We recommend that the team focuses only on a small amount of work at any time. This gives the team a chance to become more familiar with the product and its requirements, and once it comes time to estimate again, they can be that much more confident about how long the future work will take (see the Cone of Uncertainty section in the Estimations page for more information on this).
There are 4 stages within a scope, each with their own relevant activities, goals and outcomes. The stage diverges at the beginning during the discovery phase (to ensure all possible solutions are considered), before finally converging at the realisation stage with a solution that provides the most value.
The discovery stage is where you try and learn everything you can about the product, project and people. The team should attempt to absorb as much information as possible, while researching the solutions and assumptions which were made in the brief stage. Solution finding is kept to a minimum here, as it it should have been completed in brief and in this phase data capture is more important.
A weak discovery stage can prove disastrous in the long run. A rushed foundation to a house can bring the whole thing down, no matter how well you thought you built it.
During the discovery stage, epics and user stories begin to be identified to capture requirements.
Once you've got enough groundwork, the inspiration stage begins. The focus of this stage is to start exploring the concept and working out what is needed to achieve the right solution. This is where the team gets to experiment and test out the boundaries, turning research into meaningful answers.
During the inspiration stage, text flows, UI sketches and brand identity begin to form.
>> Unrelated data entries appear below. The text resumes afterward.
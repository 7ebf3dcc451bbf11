use crate::ModelError;

/// A standalone heading drawn centered inside a frame. Never enumerated.
#[derive(Debug, Clone, PartialEq)]
pub struct CenteredText {
    pub text: String,
    pub is_bold: bool,
}

impl CenteredText {
    pub fn new(text: impl Into<String>, is_bold: bool) -> Self {
        Self {
            text: text.into(),
            is_bold,
        }
    }
}

/// One row of a section or of a parent item.
#[derive(Debug, Clone, PartialEq)]
pub enum SectionEntry {
    Item(SectionItem),
    CenteredText(CenteredText),
}

impl SectionEntry {
    /// Number of rows nested below this entry at any depth.
    pub fn subitem_count(&self) -> usize {
        match self {
            SectionEntry::Item(item) => item
                .subitems
                .iter()
                .map(|sub| 1 + sub.subitem_count())
                .sum(),
            SectionEntry::CenteredText(_) => 0,
        }
    }

    pub fn as_item(&self) -> Option<&SectionItem> {
        match self {
            SectionEntry::Item(item) => Some(item),
            SectionEntry::CenteredText(_) => None,
        }
    }
}

impl From<SectionItem> for SectionEntry {
    fn from(item: SectionItem) -> Self {
        SectionEntry::Item(item)
    }
}

impl From<CenteredText> for SectionEntry {
    fn from(text: CenteredText) -> Self {
        SectionEntry::CenteredText(text)
    }
}

/// A checklist row: left text, right text, or both joined by a dot leader.
#[derive(Debug, Clone, PartialEq)]
pub struct SectionItem {
    text_left: Option<String>,
    text_right: Option<String>,
    pub is_left_bold: bool,
    pub is_right_bold: bool,
    ignore_in_sequence: bool,
    sequence_number: Option<u32>,
    subitems: Vec<SectionEntry>,
    subitems_sequence_head: u32,
}

impl SectionItem {
    /// Creates a regular row (left regular, right bold, enumerated).
    pub fn new(text_left: Option<String>, text_right: Option<String>) -> Result<Self, ModelError> {
        if text_left.is_none() && text_right.is_none() {
            return Err(ModelError::EmptyItem);
        }
        Ok(Self {
            text_left,
            text_right,
            is_left_bold: false,
            is_right_bold: true,
            ignore_in_sequence: false,
            sequence_number: None,
            subitems: Vec::new(),
            subitems_sequence_head: 1,
        })
    }

    /// Creates a left-only bold row.
    pub fn bold_label(text: impl Into<String>, ignore_in_sequence: bool) -> Self {
        Self {
            text_left: Some(text.into()),
            text_right: None,
            is_left_bold: true,
            is_right_bold: false,
            ignore_in_sequence,
            sequence_number: None,
            subitems: Vec::new(),
            subitems_sequence_head: 1,
        }
    }

    pub fn excluded_from_sequence(mut self, ignore: bool) -> Self {
        self.ignore_in_sequence = ignore;
        self
    }

    pub fn text_left(&self) -> Option<&str> {
        self.text_left.as_deref()
    }

    pub fn text_right(&self) -> Option<&str> {
        self.text_right.as_deref()
    }

    pub fn ignore_in_sequence(&self) -> bool {
        self.ignore_in_sequence
    }

    /// Position among enumerated siblings, starting at 1. `None` when the
    /// item is excluded from enumeration or not attached to a parent yet.
    pub fn sequence_number(&self) -> Option<u32> {
        self.sequence_number
    }

    pub fn subitems(&self) -> &[SectionEntry] {
        &self.subitems
    }

    /// Appends a child row, numbering it when it takes part in enumeration.
    pub fn append_subitem(&mut self, subitem: impl Into<SectionEntry>) {
        let mut subitem = subitem.into();
        if let SectionEntry::Item(item) = &mut subitem {
            item.sequence_number = None;
            if !item.ignore_in_sequence {
                item.sequence_number = Some(self.subitems_sequence_head);
                self.subitems_sequence_head += 1;
            }
        }
        self.subitems.push(subitem);
    }

    pub(crate) fn assign_sequence_number(&mut self, head: &mut u32) {
        self.sequence_number = None;
        if !self.ignore_in_sequence {
            self.sequence_number = Some(*head);
            *head += 1;
        }
    }
}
Once research is complete and the solution boundaries have been explored, the ideation stage begins. This is the team's chance to start refining the solution, continuing until everyone is happy with the direction of the solution.
The ideation stage is a time of rapid iteration where wireframes and low-fi prototypes are produced and tested.
By the realisation stage, the solution should have been refined to a point where everyone has a clear idea of the what it is. At this point, it is time to smooth out the rough edges and focus on the visual aspects. This stage is focused on building a working prototype, user testing, and finalising the development roadmap.
Estimations are completed at the end of the realisation stage.